◆ **Problem requirements**:
Print out the entire listing verbatim.

══ Material to process ══

//! Single-component mLJR correlations.
//!
//! With `S(x) = Σ nᵢ·Δxᵢ` over the groups of one molecule:
//!
//! - `Tb = 198.2 + S(ΔTb)`
//! - `Tc = Tb / (A + B·S(ΔT) − S(ΔT)²)`
//! - `Pc = M / (C + S(ΔP))²`
//! - `Vc = E + S(ΔV)`
//!
//! and the acentric factor follows from Tb, Tc and Pc.

use crate::error::{GcError, GcResult};
use crate::groups::GroupRecord;
use mljr_core::constants::P_BOIL_BAR;
use mljr_core::{Real, checked_div, ensure_finite};
use serde::Serialize;
use std::fmt;
use tracing::trace;

pub const A_M: Real = 0.5703;
pub const B_M: Real = 1.0121;
pub const C_M: Real = 0.2573;
pub const E_M: Real = 6.75;
pub const TB_OFFSET: Real = 198.2;

/// One of the four group coefficients.
#[derive(Debug, Clone, Copy, PartialEq, Eq, Hash, Serialize)]
pub enum Coefficient {
    BoilingTemperature,
    Temperature,
    Pressure,
    Volume,
}

impl fmt::Display for Coefficient {
    fn fmt(&self, f: &mut fmt::Formatter<'_>) -> fmt::Result {
        match self {
            Self::BoilingTemperature => write!(f, "ΔTb"),
            Self::Temperature => write!(f, "ΔT"),
            Self::Pressure => write!(f, "ΔP"),
            Self::Volume => write!(f, "ΔV"),
        }
    }
}

/// A group and how many times it occurs in the molecule.
#[derive(Debug, Clone, Copy, PartialEq)]
pub struct GroupCount {
    pub group: &'static GroupRecord,
    pub count: u32,
}

impl GroupCount {
    pub fn new(group: &'static GroupRecord, count: u32) -> GcResult<Self> {
        if count == 0 {
            return Err(GcError::InvalidGroupCount {
                symbol: group.symbol,
                count,
            });
        }
        Ok(Self { group, count })
    }

    fn coefficient(&self, field: Coefficient) -> GcResult<Real> {
        let c = &self.group.contributions;
        match field {
            Coefficient::BoilingTemperature => c.d_tb.ok_or(GcError::MissingCoefficient {
                group: self.group.symbol,
                field,
            }),
            Coefficient::Temperature => Ok(c.d_t),
            Coefficient::Pressure => Ok(c.d_p),
            Coefficient::Volume => Ok(c.d_v),
        }
    }
}

/// Count-weighted coefficient sums of one molecule.
#[derive(Debug, Clone, Copy, PartialEq, Serialize)]
pub struct GroupSums {
    pub d_tb: Real,
    pub d_t: Real,
    pub d_p: Real,
    pub d_v: Real,
}

impl GroupSums {
    pub fn from_groups(groups: &[GroupCount]) -> GcResult<Self> {
        let sums = Self {
            d_tb: field_sum(groups, Coefficient::BoilingTemperature)?,
            d_t: field_sum(groups, Coefficient::Temperature)?,
            d_p: field_sum(groups, Coefficient::Pressure)?,
            d_v: field_sum(groups, Coefficient::Volume)?,
        };
        trace!(?sums, groups = groups.len(), "group sums");
        Ok(sums)
    }
}

/// Σ count × coefficient for one field; fails on the first group lacking it.
pub fn field_sum(groups: &[GroupCount], field: Coefficient) -> GcResult<Real> {
    groups.iter().try_fold(0.0, |acc, g| {
        Ok(acc + f64::from(g.count) * g.coefficient(field)?)
    })
}

pub fn boiling_temperature(s_tb: Real) -> Real {
    TB_OFFSET + s_tb
}

/// Fails when the denominator is not positive, which would give Tc <= 0.
pub fn critical_temperature(tb: Real, s_t: Real) -> GcResult<Real> {
    let den = A_M + B_M * s_t - s_t * s_t;
    if !(den > 0.0) {
        return Err(GcError::Correlation {
            what: format!("critical temperature undefined for S(ΔT) = {s_t} (denominator {den})"),
        });
    }
    Ok(checked_div(tb, den, "critical temperature")?)
}

pub fn critical_pressure(molar_mass: Real, s_p: Real) -> GcResult<Real> {
    let d = C_M + s_p;
    Ok(checked_div(molar_mass, d * d, "critical pressure")?)
}

pub fn critical_volume(s_v: Real) -> Real {
    E_M + s_v
}

/// Acentric factor from Tb, Tc [K] and Pc [bar], with Pb = 1 bar.
pub fn acentric_factor(tb: Real, tc: Real, pc: Real) -> GcResult<Real> {
    if !(tc > tb) {
        return Err(GcError::Correlation {
            what: format!("acentric factor needs Tc > Tb, got Tc = {tc}, Tb = {tb}"),
        });
    }
    if pc <= 0.0 {
        return Err(GcError::Correlation {
            what: format!("acentric factor needs Pc > 0, got {pc}"),
        });
    }
    let t = checked_div(
        (tb - 43.0) * (tc - 43.0),
        (tc - tb) * (0.7 * tc - 43.0),
        "acentric factor",
    )?;
    let l = (pc / P_BOIL_BAR).log10();
    let s = (tc - 43.0) / (tc - tb);
    Ok(ensure_finite(t * l - s * l + l - 1.0, "acentric factor")?)
}

/// Critical properties of one pure component.
///
/// | Field        | Unit     |
/// |--------------|----------|
/// | tc, tb       | K        |
/// | pc           | bar      |
/// | vc           | cm³/mol  |
/// | molar_mass   | g/mol    |
#[derive(Debug, Clone, Copy, PartialEq, Serialize)]
pub struct ComponentResult {
    pub tc: Real,
    pub pc: Real,
    pub vc: Real,
    pub tb: Real,
    pub omega: Real,
    pub molar_mass: Real,
    pub sums: GroupSums,
}

impl ComponentResult {
    /// Pc re-evaluated with a different molecular weight.
    pub fn critical_pressure_at(&self, molar_mass: Real) -> GcResult<Real> {
        critical_pressure(molar_mass, self.sums.d_p)
    }

    /// Acentric factor using Pc re-evaluated at `molar_mass`.
    pub fn acentric_factor_at(&self, molar_mass: Real) -> GcResult<Real> {
        acentric_factor(self.tb, self.tc, self.critical_pressure_at(molar_mass)?)
    }
}

/// Apply the mLJR correlations to one molecule.
pub fn correlate(groups: &[GroupCount], molar_mass: Real) -> GcResult<ComponentResult> {
    if groups.is_empty() {
        return Err(GcError::Correlation {
            what: "no groups given".into(),
        });
    }
    if !(molar_mass.is_finite() && molar_mass > 0.0) {
        return Err(GcError::Correlation {
            what: format!("molecular weight must be positive, got {molar_mass}"),
        });
    }

    let sums = GroupSums::from_groups(groups)?;
    let tb = boiling_temperature(sums.d_tb);
    let tc = critical_temperature(tb, sums.d_t)?;
    let pc = critical_pressure(molar_mass, sums.d_p)?;
    let vc = critical_volume(sums.d_v);
    let omega = acentric_factor(tb, tc, pc)?;

    Ok(ComponentResult {
        tc,
        pc,
        vc,
        tb,
        omega,
        molar_mass,
        sums,
    })
}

═══

◆ **Solution for this task**:
//! Single-component mLJR correlations.
//!
//! With `S(x) = Σ nᵢ·Δxᵢ` over the groups of one molecule:
//!
//! - `Tb = 198.2 + S(ΔTb)`
//! - `Tc = Tb / (A + B·S(ΔT) − S(ΔT)²)`
//! - `Pc = M / (C + S(ΔP))²`
//! - `Vc = E + S(ΔV)`
//!
//! and the acentric factor follows from Tb, Tc and Pc.

use crate::error::{GcError, GcResult};
use crate::groups::GroupRecord;
use mljr_core::constants::P_BOIL_BAR;
use mljr_core::{Real, checked_div, ensure_finite};
use serde::Serialize;
use std::fmt;
use tracing::trace;

pub const A_M: Real = 0.5703;
pub const B_M: Real = 1.0121;
pub const C_M: Real = 0.2573;
pub const E_M: Real = 6.75;
pub const TB_OFFSET: Real = 198.2;

/// One of the four group coefficients.
#[derive(Debug, Clone, Copy, PartialEq, Eq, Hash, Serialize)]
pub enum Coefficient {
    BoilingTemperature,
    Temperature,
    Pressure,
    Volume,
}

impl fmt::Display for Coefficient {
    fn fmt(&self, f: &mut fmt::Formatter<'_>) -> fmt::Result {
        match self {
            Self::BoilingTemperature => write!(f, "ΔTb"),
            Self::Temperature => write!(f, "ΔT"),
            Self::Pressure => write!(f, "ΔP"),
            Self::Volume => write!(f, "ΔV"),
        }
    }
}

/// A group and how many times it occurs in the molecule.
#[derive(Debug, Clone, Copy, PartialEq)]
pub struct GroupCount {
    pub group: &'static GroupRecord,
    pub count: u32,
}

impl GroupCount {
    pub fn new(group: &'static GroupRecord, count: u32) -> GcResult<Self> {
        if count == 0 {
            return Err(GcError::InvalidGroupCount {
                symbol: group.symbol,
                count,
            });
        }
        Ok(Self { group, count })
    }

    fn coefficient(&self, field: Coefficient) -> GcResult<Real> {
        let c = &self.group.contributions;
        match field {
            Coefficient::BoilingTemperature => c.d_tb.ok_or(GcError::MissingCoefficient {
                group: self.group.symbol,
                field,
            }),
            Coefficient::Temperature => Ok(c.d_t),
            Coefficient::Pressure => Ok(c.d_p),
            Coefficient::Volume => Ok(c.d_v),
        }
    }
}

/// Count-weighted coefficient sums of one molecule.
#[derive(Debug, Clone, Copy, PartialEq, Serialize)]
pub struct GroupSums {
    pub d_tb: Real,
    pub d_t: Real,
    pub d_p: Real,
    pub d_v: Real,
}

impl GroupSums {
    pub fn from_groups(groups: &[GroupCount]) -> GcResult<Self> {
        let sums = Self {
            d_tb: field_sum(groups, Coefficient::BoilingTemperature)?,
            d_t: field_sum(groups, Coefficient::Temperature)?,
            d_p: field_sum(groups, Coefficient::Pressure)?,
            d_v: field_sum(groups, Coefficient::Volume)?,
        };
        trace!(?sums, groups = groups.len(), "group sums");
        Ok(sums)
    }
}

/// Σ count × coefficient for one field; fails on the first group lacking it.
pub fn field_sum(groups: &[GroupCount], field: Coefficient) -> GcResult<Real> {
    groups.iter().try_fold(0.0, |acc, g| {
        Ok(acc + f64::from(g.count) * g.coefficient(field)?)
    })
}

pub fn boiling_temperature(s_tb: Real) -> Real {
    TB_OFFSET + s_tb
}

/// Fails when the denominator is not positive, which would give Tc <= 0.
pub fn critical_temperature(tb: Real, s_t: Real) -> GcResult<Real> {
    let den = A_M + B_M * s_t - s_t * s_t;
    if !(den > 0.0) {
        return Err(GcError::Correlation {
            what: format!("critical temperature undefined for S(ΔT) = {s_t} (denominator {den})"),
        });
    }
    Ok(checked_div(tb, den, "critical temperature")?)
}

pub fn critical_pressure(molar_mass: Real, s_p: Real) -> GcResult<Real> {
    let d = C_M + s_p;
    Ok(checked_div(molar_mass, d * d, "critical pressure")?)
}

pub fn critical_volume(s_v: Real) -> Real {
    E_M + s_v
}

/// Acentric factor from Tb, Tc [K] and Pc [bar], with Pb = 1 bar.
pub fn acentric_factor(tb: Real, tc: Real, pc: Real) -> GcResult<Real> {
    if !(tc > tb) {
        return Err(GcError::Correlation {
            what: format!("acentric factor needs Tc > Tb, got Tc = {tc}, Tb = {tb}"),
        });
    }
    if pc <= 0.0 {
        return Err(GcError::Correlation {
            what: format!("acentric factor needs Pc > 0, got {pc}"),
        });
    }
    let t = checked_div(
        (tb - 43.0) * (tc - 43.0),
        (tc - tb) * (0.7 * tc - 43.0),
        "acentric factor",
    )?;
    let l = (pc / P_BOIL_BAR).log10();
    let s = (tc - 43.0) / (tc - tb);
    Ok(ensure_finite(t * l - s * l + l - 1.0, "acentric factor")?)
}

/// Critical properties of one pure component.
///
/// | Field        | Unit     |
/// |--------------|----------|
/// | tc, tb       | K        |
/// | pc           | bar      |
/// | vc           | cm³/mol  |
/// | molar_mass   | g/mol    |
#[derive(Debug, Clone, Copy, PartialEq, Serialize)]
pub struct ComponentResult {
    pub tc: Real,
    pub pc: Real,
    pub vc: Real,
    pub tb: Real,
    pub omega: Real,
    pub molar_mass: Real,
    pub sums: GroupSums,
}

impl ComponentResult {
    /// Pc re-evaluated with a different molecular weight.
    pub fn critical_pressure_at(&self, molar_mass: Real) -> GcResult<Real> {
        critical_pressure(molar_mass, self.sums.d_p)
    }

    /// Acentric factor using Pc re-evaluated at `molar_mass`.
    pub fn acentric_factor_at(&self, molar_mass: Real) -> GcResult<Real> {
        acentric_factor(self.tb, self.tc, self.critical_pressure_at(molar_mass)?)
    }
}

/// Apply the mLJR correlations to one molecule.
pub fn correlate(groups: &[GroupCount], molar_mass: Real) -> GcResult<ComponentResult> {
    if groups.is_empty() {
        return Err(GcError::Correlation {
            what: "no groups given".into(),
        });
    }
    if !(molar_mass.is_finite() && molar_mass > 0.0) {
        return Err(GcError::Correlation {
            what: format!("molecular weight must be positive, got {molar_mass}"),
        });
    }

    let sums = GroupSums::from_groups(groups)?;
    let tb = boiling_temperature(sums.d_tb);
    let tc = critical_temperature(tb, sums.d_t)?;
    let pc = critical_pressure(molar_mass, sums.d_p)?;
    let vc = critical_volume(sums.d_v);
    let omega = acentric_factor(tb, tc, pc)?;

    Ok(ComponentResult {
        tc,
        pc,
        vc,
        tb,
        omega,
        molar_mass,
        sums,
    })
}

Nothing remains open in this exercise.